Chapter 12: Physical Properties of Solutions

Chapter 12: Physical Properties of Solutions LAB…Colligative Properties: Freezing Point Depression

Background:

The physical properties of solutions that depend on the number of dissolved solute particles and not their specific type are known as colligative properties. There include freezing point depression, osmotic pressure, and boiling point elevation.

Freezing occurs when a solute is added to a solvent producing a solution having lower freezing point temperature than the pure solvent. The temperature decreases by an amount Tf given by the following formula…
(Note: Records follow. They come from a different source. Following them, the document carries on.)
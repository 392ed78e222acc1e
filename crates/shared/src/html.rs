//! HTML escaping for server-rendered markup.

/// Escapes the five HTML-significant characters in `input`.
pub fn escape(input: &str) -> String {
    let mut out = String::with_capacity(input.len());
    for c in input.chars() {
        match c {
            '&' => out.push_str("&amp;"),
            '<' => out.push_str("&lt;"),
            '>' => out.push_str("&gt;"),
            '"' => out.push_str("&quot;"),
            '\'' => out.push_str("&#39;"),
            _ => out.push(c),
        }
    }
    out
}

/// Makes serialized JSON safe to embed inside a `<script>` element.
///
/// Only `<`, `>` and `&` are rewritten as unicode escapes, which keeps the
/// payload valid JSON.
pub fn escape_json_for_script(json: &str) -> String {
    json.replace('<', "\\u003c")
        .replace('>', "\\u003e")
        .replace('&', "\\u0026")
}
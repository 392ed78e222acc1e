//! Custom Axum extractors.

pub mod session;

pub use session::CurrentSession;
//! Idle session eviction job.

use std::sync::Arc;
use std::time::Duration;
use tracing::info;

use super::scheduler::Job;
use crate::middleware::metrics::{record_sessions_active, record_sessions_evicted};
use crate::services::sessions::SessionRegistry;

/// Ends sessions that have been idle longer than the configured timeout,
/// discarding their alerts.
pub struct SessionSweepJob {
    sessions: Arc<SessionRegistry>,
    interval: Duration,
}

impl SessionSweepJob {
    pub fn new(sessions: Arc<SessionRegistry>, interval: Duration) -> Self {
        Self { sessions, interval }
    }
}

#[async_trait::async_trait]
impl Job for SessionSweepJob {
    fn name(&self) -> &'static str {
        "session_sweep"
    }

    fn interval(&self) -> Duration {
        self.interval
    }

    async fn execute(&self) -> Result<(), String> {
        let evicted = self.sessions.evict_idle();
        let active = self.sessions.len();

        record_sessions_evicted(evicted);
        record_sessions_active(active);

        if evicted > 0 {
            info!(evicted = evicted, active = active, "Idle sessions evicted");
        }
        Ok(())
    }
}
Tf =K fcm when K f is the freezing point depression constant and cm is the molal concentration of the solution in moles of solute particles per kilogram of solvent (moles/kg). One way to understand the freezing point depression effect is to consider the solute particles as interfering or standing between the solvent particles. With greater space between solvent particles, intermolecular forces are weaker. Consequently, lower temperatures are required to make it possible for solvent particles to approach each other and form the solid.

Introduction:

In this lab the changes in freezing point behavior of solutions in which t-butyl alcohol (2-methyl-2-propanol) is the solvent will be explored. **It is important to note the identity of solute particles isn’t specified. That is, a 0.50 m C6H12O6 solution should have the same freezing point as an aqueous 0.25 m NaCl solution, since each formula unit of NaCl provides two ions in solution. In this lab, the freezing point of t-butyl alcohol will be determined by cooling it in cold water. Then a solute will be added to the alcohol and the freezing point of the solution will be measured. After determining the freezing point and actual Tf of the solution, and the masses of solute and solvent, the K f of the solvent should then be determined.
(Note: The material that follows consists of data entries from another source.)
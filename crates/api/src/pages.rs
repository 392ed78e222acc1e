//! Server-rendered dashboard page.
//!
//! The page is a pure function of a [`DashboardView`]: the sidebar form is
//! always rendered with its default values, the map receives the deck
//! description as embedded JSON, and the cards are laid out in the grid the
//! card renderer produced.

use domain::models::alert::{
    AlertStatus, DEFAULT_RADIUS_METERS, REFERENCE_LATITUDE, REFERENCE_LONGITUDE,
};
use domain::services::{Card, DashboardView};
use shared::html::{escape, escape_json_for_script};
use shared::validation::{MAX_RADIUS_METERS, MIN_RADIUS_METERS};

use crate::config::DashboardConfig;

/// One-shot message shown above the dashboard.
#[derive(Debug, Clone, PartialEq, Eq)]
pub enum Flash {
    Success(String),
    Error(String),
}

const STYLES: &str = r#"
body { margin: 0; font-family: "Source Sans Pro", system-ui, sans-serif; color: #262730; }
.layout { display: flex; min-height: 100vh; }
.sidebar { width: 300px; padding: 2rem 1.5rem; background: #f0f2f6; box-sizing: border-box; }
.sidebar label { display: block; margin-top: 1rem; font-size: 0.875rem; }
.sidebar input, .sidebar select { width: 100%; margin-top: 0.25rem; padding: 0.4rem; box-sizing: border-box; }
.sidebar button { margin-top: 1.5rem; padding: 0.5rem 1rem; }
.main { flex: 1; padding: 2rem 3rem; }
#map { position: relative; height: 500px; background: #1e1e1e; }
.flash { padding: 1rem; border-radius: 0.5rem; margin-bottom: 1rem; }
.flash.success { background: #dff5e3; color: #17692b; }
.flash.error { background: #ffe2e0; color: #8a1c12; }
.cards { display: grid; grid-template-columns: repeat(3, 1fr); gap: 1rem; }
.card { padding: 1rem; border-radius: 0.5rem; margin-bottom: 1rem; background: #e6f0fb; color: #0b4a8b; }
"#;

const MAP_SCRIPT: &str = r#"
(function () {
  var description = JSON.parse(document.getElementById("deck-spec").textContent);
  delete description.tooltip;
  var converter = new deck.JSONConverter({
    configuration: new deck.JSONConfiguration({ classes: deck })
  });
  var props = converter.convert(description);
  if (window.mapboxgl) {
    mapboxgl.accessToken = document.getElementById("map").dataset.token;
  } else {
    delete props.mapStyle;
  }
  new deck.DeckGL(Object.assign({
    container: "map",
    controller: true,
    getTooltip: function (info) {
      return info.object ? { text: info.object.tooltip } : null;
    }
  }, props));
})();
"#;

fn render_flash(flash: Option<&Flash>) -> String {
    match flash {
        Some(Flash::Success(message)) => {
            format!(r#"<div class="flash success">{}</div>"#, escape(message))
        }
        Some(Flash::Error(message)) => {
            format!(r#"<div class="flash error">{}</div>"#, escape(message))
        }
        None => String::new(),
    }
}

fn render_form() -> String {
    let options: String = AlertStatus::ALL
        .iter()
        .map(|status| format!(r#"<option value="{0}">{0}</option>"#, status.as_str()))
        .collect();

    format!(
        r#"<h2>🚨 Report New Activity</h2>
<form method="post" action="/alerts">
  <label>Alert Title (e.g., Soil Erosion)<input type="text" name="name" value=""></label>
  <label>Status<select name="status">{options}</select></label>
  <label>Latitude<input type="number" name="latitude" value="{lat:.4}" step="0.0001"></label>
  <label>Longitude<input type="number" name="longitude" value="{lon:.4}" step="0.0001"></label>
  <label>Impact Radius (meters): <output id="radius-value">{radius}</output>
    <input type="range" name="radius" min="{min}" max="{max}" value="{radius}" step="1"
      oninput="document.getElementById('radius-value').value = this.value">
  </label>
  <button type="submit">Submit to Pulse Map</button>
</form>"#,
        options = options,
        lat = REFERENCE_LATITUDE,
        lon = REFERENCE_LONGITUDE,
        radius = DEFAULT_RADIUS_METERS,
        min = MIN_RADIUS_METERS,
        max = MAX_RADIUS_METERS,
    )
}

fn render_card(card: &Card) -> String {
    format!(
        r#"<div class="card" data-index="{index}">{glyph} <strong>{name}</strong><p>{status}</p></div>"#,
        index = card.index,
        glyph = card.glyph,
        name = escape(&card.name),
        status = escape(&card.status_line()),
    )
}

fn render_cards(view: &DashboardView) -> String {
    view.cards
        .columns
        .iter()
        .enumerate()
        .map(|(column, cards)| {
            let body: String = cards.iter().map(render_card).collect();
            format!(r#"<div class="column" data-column="{}">{}</div>"#, column, body)
        })
        .collect()
}

fn render_map_scripts(config: &DashboardConfig) -> String {
    let mut scripts = format!(
        r#"<script src="{}"></script><script src="{}"></script>"#,
        escape(&config.deck_script_url),
        escape(&config.deck_json_script_url)
    );
    if !config.mapbox_token.is_empty() {
        scripts.push_str(&format!(
            r#"<script src="{}"></script>"#,
            escape(&config.mapbox_script_url)
        ));
    }
    scripts
}

/// Renders the complete HTML page.
pub fn render_dashboard_page(
    view: &DashboardView,
    flash: Option<&Flash>,
    config: &DashboardConfig,
) -> Result<String, serde_json::Error> {
    let deck_json = escape_json_for_script(&serde_json::to_string(&view.map)?);

    Ok(format!(
        r#"<!DOCTYPE html>
<html lang="en">
<head>
<meta charset="utf-8">
<meta name="viewport" content="width=device-width, initial-scale=1">
<title>{title}</title>
<style>{styles}</style>
{map_scripts}
</head>
<body>
<div class="layout">
<aside class="sidebar">{form}</aside>
<main class="main">
{flash}
<h1>{heading}</h1>
<p><strong>{headline}</strong></p>
<div id="map" data-token="{token}"></div>
<script id="deck-spec" type="application/json">{deck_json}</script>
<script>{map_script}</script>
<hr>
<div class="cards">{cards}</div>
</main>
</div>
</body>
</html>
"#,
        title = escape(view.title),
        styles = STYLES,
        map_scripts = render_map_scripts(config),
        form = render_form(),
        flash = render_flash(flash),
        heading = escape(view.heading),
        headline = escape(&view.headline),
        token = escape(&config.mapbox_token),
        deck_json = deck_json,
        map_script = MAP_SCRIPT,
        cards = render_cards(view),
    ))
}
Materials:  Logger Pro  Excel  Temperature Probe  Large Test Tube  25mL graduated cylinder  T-butyl Alcohol  Scale  2: 400mL beakers  Ice  Hot Place  Ring Stand and Clamp  2: Copper Stirrers

Procedures:

1. Connect a temperature to LabPro interface and launch Logger Pro and Excel applications on computer. Set Logger Pro to “Time Based” mode with an experiment length of 10 minutes and a sampling rate of 10 samples/minute 2. Measure and record the mass of a clean, dry large test tube (**it is extremely important the test tube is clean and dry!!) 3. Using a graduate cylinder, pour 20 mL of t-butyl alcohol into the test tube and measure the new mass. Using basic arithmetic, find the mass of the t-butyl alcohol. Record data in excel spread sheet or lab notebook. 4. Prepare an ice water bath in a 400-mL beaker. Prepare hot water bath in a 400-mL beaker using a hot plate (temperature should be 40-50C). 5. Clamp test tube to ring stand and insert a clean, dry copper stirrer into the test tube and clamp temperature probe into the test tube. (**make sure that the probe does not touch the walls of the test tube and yet is still well- immersed in the liquid and copper stirrer should surround the probe). 6. When you are ready to begin data collection click on the “start” button and quickly lower the test tube into the cold water bath. Continuously stir the test tube inside the beaker in an up/down motion. (**make sure the probe stays in the water and does not hit the wall of the test tube). Continue stirring and collecting data until temperature levels off. Once a constant temeperature is obtained remove the test tube from the ice bath and place it in the hot water bath. This with then thaw the solid. 7. Save data collected. 8. Repeat steps 4-6, so multiple trials of data may be collected. 9. After two trials remove test tube from the clamp and dry thoroughly. Next, record the mass of the test tube and contents and calculate the mass of remaining t-butyl alcohol by using the mass if the test tube recorded previously. 10.Dispose of the solution in waste beaker and clean all equipment.

Calculations and Questions:

1. Calculate the molality for each trial of the solutions.

2. Calculate the freezing point depression for each trial of the solutions. 3. Using the molality and freezing point depressions, calculate the freezing point depression constant for teach trial of solutions.

4. Find the average value for the Kf.

5. Assuming the values obtained for the freezing point and Kf of t-butyl alcohol are correct, find the molecular weight of the substance that yielded a freezing point of 18.2C when 1.06 g of the substance was dissolved in 18.36 g of t-butyl alcohol.

6. Melting point temperatures are frequently used to help identify unknown solids and determine their purity. How would the melting point of a pure solid sample compared to that of the same solid contaminated by a solid impurity? Explain.